-第9回-人の興味の違い

tsutsumikanban

5歳になる私の孫は、プラモデルのミ二アチュア自動車に夢中になっている。その中でも、特別恰好のいいのを見てもらいたくて、指先につまんで床の上にこすりつけ、口の中でつぶやきながら疾走させる。まだカーレースは見ていないので競争の意識はなさそうだ。自分で運転しているつもりだろうが、どんな物語と共にこの車は走っているのだろうか。
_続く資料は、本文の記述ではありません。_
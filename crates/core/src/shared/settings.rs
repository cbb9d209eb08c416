use std::fs;
use std::io::ErrorKind;
use std::path::{Path, PathBuf};

use serde::{Deserialize, Serialize};

use crate::alignment::domain::alignment_config::AlignmentConfig;
use crate::output::domain::line_grouper::LineGrouper;
use crate::output::infrastructure::writer_factory::OutputFormat;
use crate::shared::constants::{SETTINGS_DIR_NAME, SETTINGS_FILE_NAME};
use crate::shared::error::SyncError;

/// Persisted user preferences. Every key is optional in the file.
#[derive(Debug, Clone, PartialEq, Serialize, Deserialize)]
#[serde(default)]
pub struct Settings {
    pub alignment: AlignmentConfig,
    pub formats: Vec<OutputFormat>,
    pub line_grouping: LineGrouper,
}

impl Default for Settings {
    fn default() -> Self {
        Self {
            alignment: AlignmentConfig::default(),
            formats: OutputFormat::DEFAULT.to_vec(),
            line_grouping: LineGrouper::default(),
        }
    }
}

impl Settings {
    pub fn config_path() -> Option<PathBuf> {
        dirs::config_dir().map(|d| d.join(SETTINGS_DIR_NAME).join(SETTINGS_FILE_NAME))
    }

    /// Loads `explicit` if given, else the platform settings file. A missing
    /// platform file yields defaults; a missing explicit file is an error.
    pub fn load(explicit: Option<&Path>) -> Result<Self, SyncError> {
        match explicit {
            Some(path) => Self::load_from(path),
            None => match Self::config_path() {
                Some(path) => match Self::load_from(&path) {
                    Err(SyncError::Read { source, .. }) if source.kind() == ErrorKind::NotFound => {
                        Ok(Self::default())
                    }
                    other => other,
                },
                None => Ok(Self::default()),
            },
        }
    }

    pub fn load_from(path: &Path) -> Result<Self, SyncError> {
        let json = fs::read_to_string(path).map_err(|source| SyncError::Read {
            path: path.to_path_buf(),
            source,
        })?;
        let settings = serde_json::from_str(&json).map_err(|source| SyncError::Settings {
            path: path.to_path_buf(),
            source,
        })?;
        log::debug!("Loaded settings from {}", path.display());
        Ok(settings)
    }
}
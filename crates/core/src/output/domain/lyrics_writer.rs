use std::fs;
use std::path::{Path, PathBuf};

use crate::output::domain::lyrics_document::LyricsDocument;
use crate::shared::error::SyncError;

/// Renders a [`LyricsDocument`] into one file format.
pub trait LyricsWriter: Send + Sync {
    /// File extension without the leading dot.
    fn extension(&self) -> &'static str;

    fn render(&self, document: &LyricsDocument) -> Result<String, SyncError>;
}

/// Renders `document` and writes it to `<dir>/<stem>.<ext>`, creating `dir`
/// if needed. Returns the written path.
pub fn write_document(
    writer: &dyn LyricsWriter,
    document: &LyricsDocument,
    dir: &Path,
    stem: &str,
) -> Result<PathBuf, SyncError> {
    let body = writer.render(document)?;
    fs::create_dir_all(dir).map_err(|source| SyncError::Write {
        path: dir.to_path_buf(),
        source,
    })?;
    let path = dir.join(format!("{stem}.{}", writer.extension()));
    fs::write(&path, body).map_err(|source| SyncError::Write {
        path: path.clone(),
        source,
    })?;
    log::info!("Wrote {}", path.display());
    Ok(path)
}

#[cfg(test)]
mod tests {
    use super::*;

    struct EchoWriter;

    impl LyricsWriter for EchoWriter {
        fn extension(&self) -> &'static str {
            "echo"
        }

        fn render(&self, document: &LyricsDocument) -> Result<String, SyncError> {
            Ok(format!("{} lines", document.len()))
        }
    }

    #[test]
    fn test_write_document_creates_dir_and_file() {
        let tmp = tempfile::tempdir().unwrap();
        let dir = tmp.path().join("nested");
        let path =
            write_document(&EchoWriter, &LyricsDocument::default(), &dir, "song_synced").unwrap();
        assert_eq!(path, dir.join("song_synced.echo"));
        assert_eq!(fs::read_to_string(path).unwrap(), "0 lines");
    }
}
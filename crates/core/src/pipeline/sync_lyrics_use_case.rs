use std::path::{Path, PathBuf};
use std::time::Instant;

use crate::alignment::domain::alignment_engine::AlignmentEngine;
use crate::alignment::domain::alignment_run::AlignmentRun;
use crate::lyrics::infrastructure::lyrics_file_reader::LyricsFileReader;
use crate::output::domain::lyrics_document::LyricsDocument;
use crate::output::domain::lyrics_writer::{write_document, LyricsWriter};
use crate::shared::constants::SYNCED_SUFFIX;
use crate::shared::error::SyncError;
use crate::transcript::domain::transcript_source::TranscriptSource;

use super::pipeline_logger::{PipelineLogger, Stage};

/// Result of one synchronization: the aligned run and the files written.
#[derive(Debug)]
pub struct SyncOutcome {
    pub run: AlignmentRun,
    pub written: Vec<PathBuf>,
}

/// Aligns a lyrics file against a word-level transcript and writes the
/// synchronized lyrics in every configured format.
///
/// Holds no per-run state, so one instance can serve many runs, including
/// concurrent ones from batch workers.
pub struct SyncLyricsUseCase {
    transcripts: Box<dyn TranscriptSource>,
    lyrics: LyricsFileReader,
    engine: AlignmentEngine,
    writers: Vec<Box<dyn LyricsWriter>>,
}

impl SyncLyricsUseCase {
    pub fn new(
        transcripts: Box<dyn TranscriptSource>,
        engine: AlignmentEngine,
        writers: Vec<Box<dyn LyricsWriter>>,
    ) -> Self {
        Self {
            transcripts,
            lyrics: LyricsFileReader::new(),
            engine,
            writers,
        }
    }

    pub fn run(
        &self,
        transcript_path: &Path,
        lyrics_path: &Path,
        output_dir: &Path,
        logger: &mut dyn PipelineLogger,
    ) -> Result<SyncOutcome, SyncError> {
        let t0 = Instant::now();
        let transcript = self.transcripts.load(transcript_path)?;
        let lines = self.lyrics.load_lines(lyrics_path)?;
        logger.stage(Stage::Load, t0.elapsed());
        logger.loaded(transcript.len(), lines.len());

        let t0 = Instant::now();
        let run = self.engine.align(&transcript, &lines)?;
        logger.stage(Stage::Align, t0.elapsed());
        logger.aligned(&run.summary());

        let document = LyricsDocument::from_run(&run);
        let stem = output_stem(lyrics_path, SYNCED_SUFFIX);
        let written = write_all(&self.writers, &document, output_dir, &stem, logger)?;

        Ok(SyncOutcome { run, written })
    }
}

/// Renders `document` with every writer, reporting each file written.
pub(crate) fn write_all(
    writers: &[Box<dyn LyricsWriter>],
    document: &LyricsDocument,
    output_dir: &Path,
    stem: &str,
    logger: &mut dyn PipelineLogger,
) -> Result<Vec<PathBuf>, SyncError> {
    let t0 = Instant::now();
    let mut written = Vec::with_capacity(writers.len());
    for writer in writers {
        let path = write_document(writer.as_ref(), document, output_dir, stem)?;
        logger.wrote(&path);
        written.push(path);
    }
    logger.stage(Stage::Write, t0.elapsed());
    Ok(written)
}

/// `<file stem><suffix>`, e.g. `song.lrc` becomes `song_synced`.
pub(crate) fn output_stem(path: &Path, suffix: &str) -> String {
    let stem = path
        .file_stem()
        .map(|s| s.to_string_lossy().into_owned())
        .filter(|s| !s.is_empty())
        .unwrap_or_else(|| "lyrics".to_string());
    format!("{stem}{suffix}")
}
pub mod lyric_line;
pub mod lyrics_source;
pub mod text_normalizer;
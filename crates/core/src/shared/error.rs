use std::path::PathBuf;

use thiserror::Error;

/// Errors raised by the synchronization and transcription paths.
///
/// Quality problems (low confidence, unmatched lines, overlapping timing) are
/// never errors; they are reported on the aligned segments instead.
#[derive(Error, Debug)]
pub enum SyncError {
    #[error("lyrics source {source_name} could not be decoded as text")]
    UnreadableLyrics { source_name: String },
    #[error("transcript contains no words")]
    EmptyTranscript,
    #[error("invalid transcript word {index}: {reason}")]
    InvalidTranscript { index: usize, reason: String },
    #[error("invalid alignment config: {0}")]
    InvalidConfig(String),
    #[error("failed to read {path}: {source}")]
    Read {
        path: PathBuf,
        #[source]
        source: std::io::Error,
    },
    #[error("failed to write {path}: {source}")]
    Write {
        path: PathBuf,
        #[source]
        source: std::io::Error,
    },
    #[error("transcript {path} is not in a recognized format: {source}")]
    TranscriptFormat {
        path: PathBuf,
        #[source]
        source: serde_json::Error,
    },
    #[error("failed to parse settings {path}: {source}")]
    Settings {
        path: PathBuf,
        #[source]
        source: serde_json::Error,
    },
    #[error("failed to serialize output: {0}")]
    Serialize(#[source] serde_json::Error),
    #[error("batch manifest {path} is invalid: {source}")]
    Manifest {
        path: PathBuf,
        #[source]
        source: serde_json::Error,
    },
    #[error("batch worker failed: {0}")]
    Worker(String),
}

#[cfg(test)]
mod tests {
    use super::*;

    #[test]
    fn test_unreadable_lyrics_names_source() {
        let err = SyncError::UnreadableLyrics {
            source_name: "song.lrc".to_string(),
        };
        assert!(err.to_string().contains("song.lrc"));
    }

    #[test]
    fn test_read_error_exposes_io_source() {
        let err = SyncError::Read {
            path: PathBuf::from("/missing.txt"),
            source: std::io::Error::new(std::io::ErrorKind::NotFound, "gone"),
        };
        assert!(err.to_string().contains("/missing.txt"));
        assert!(std::error::Error::source(&err).is_some());
    }
}
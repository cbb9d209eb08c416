use std::path::{Path, PathBuf};
use std::time::Duration;

use crate::alignment::domain::segment_summarizer::AlignmentSummary;

/// Timed stages of a lyricsync run.
#[derive(Debug, Clone, Copy, PartialEq, Eq)]
pub enum Stage {
    Load,
    Align,
    Write,
}

impl Stage {
    pub fn name(self) -> &'static str {
        match self {
            Stage::Load => "load",
            Stage::Align => "align",
            Stage::Write => "write",
        }
    }
}

/// Receives the events of one sync or transcribe run.
///
/// Use cases report through this trait so the CLI, batch workers and tests
/// can each observe a run without changing the orchestration code.
pub trait PipelineLogger: Send {
    fn stage(&mut self, stage: Stage, elapsed: Duration);

    /// Inputs are loaded: transcript words and the lines that will be written.
    fn loaded(&mut self, words: usize, lines: usize);

    fn aligned(&mut self, summary: &AlignmentSummary);

    fn wrote(&mut self, path: &Path);

    /// Emit the end-of-run report. Default: no-op.
    fn finish(&self) {}
}

/// Discards every event. Used by batch workers, which report through their
/// progress callback, and by tests.
pub struct NullPipelineLogger;

impl PipelineLogger for NullPipelineLogger {
    fn stage(&mut self, _stage: Stage, _elapsed: Duration) {}
    fn loaded(&mut self, _words: usize, _lines: usize) {}
    fn aligned(&mut self, _summary: &AlignmentSummary) {}
    fn wrote(&mut self, _path: &Path) {}
}

/// Collects one run's stage timings and results and logs them as a short
/// report when the run finishes.
#[derive(Debug, Default)]
pub struct RunReportLogger {
    stages: Vec<(Stage, Duration)>,
    words: usize,
    lines: usize,
    placeholders: Option<usize>,
    written: Vec<PathBuf>,
}

impl RunReportLogger {
    pub fn new() -> Self {
        Self::default()
    }

    pub fn elapsed(&self, stage: Stage) -> Option<Duration> {
        self.stages
            .iter()
            .find(|(s, _)| *s == stage)
            .map(|(_, elapsed)| *elapsed)
    }

    pub fn placeholders(&self) -> Option<usize> {
        self.placeholders
    }

    pub fn written(&self) -> &[PathBuf] {
        &self.written
    }

    /// The report text, or `None` before any stage has run.
    pub fn report(&self) -> Option<String> {
        if self.stages.is_empty() {
            return None;
        }

        let mut head = format!("Run summary: {} words, {} lines", self.words, self.lines);
        if let Some(placeholders) = self.placeholders {
            head.push_str(&format!(", {placeholders} placeholders"));
        }
        let mut out = vec![head];
        for (stage, elapsed) in &self.stages {
            out.push(format!(
                "  {:6} {:8.1}ms",
                stage.name(),
                elapsed.as_secs_f64() * 1000.0
            ));
        }
        for path in &self.written {
            out.push(format!("  wrote {}", path.display()));
        }
        Some(out.join("\n"))
    }
}

impl PipelineLogger for RunReportLogger {
    fn stage(&mut self, stage: Stage, elapsed: Duration) {
        log::debug!("Stage {} took {:.1}ms", stage.name(), elapsed.as_secs_f64() * 1000.0);
        self.stages.push((stage, elapsed));
    }

    fn loaded(&mut self, words: usize, lines: usize) {
        self.words = words;
        self.lines = lines;
    }

    fn aligned(&mut self, summary: &AlignmentSummary) {
        self.placeholders = Some(summary.placeholder_count);
        log::info!("{}", summary.to_string().trim_end());
    }

    fn wrote(&mut self, path: &Path) {
        self.written.push(path.to_path_buf());
    }

    fn finish(&self) {
        if let Some(text) = self.report() {
            log::info!("\n{text}");
        }
    }
}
いろんな車がありそれぞれにブランドの名前がついているのだが、とても私の記憶力ではついて行けない。

人間はこのあたりから素晴らしい成長をし、うちの子供はもしかしたら天才じゃないかしらと思う親は決して少なくはないだろう。確かに言葉を覚え、字も読めるし、道具を使ってなにか工作物を作ったり、バイオリン教室で、小さい幼児から大学生に至る子供たちが合奏をするのを聴くと、人間の持つ創作力の可能性を信じないわけにはゆかない。
この成長のどこかで誰かがほめてくれたり具体的な指導をしたりすると、本当のプロの道が開けてゆくことも充分にありうることである。芸術の道だけでなく、科学者、文学者、アスリート、商売人の卵、こつこつと何かに集中する変人なども出てくるだろう。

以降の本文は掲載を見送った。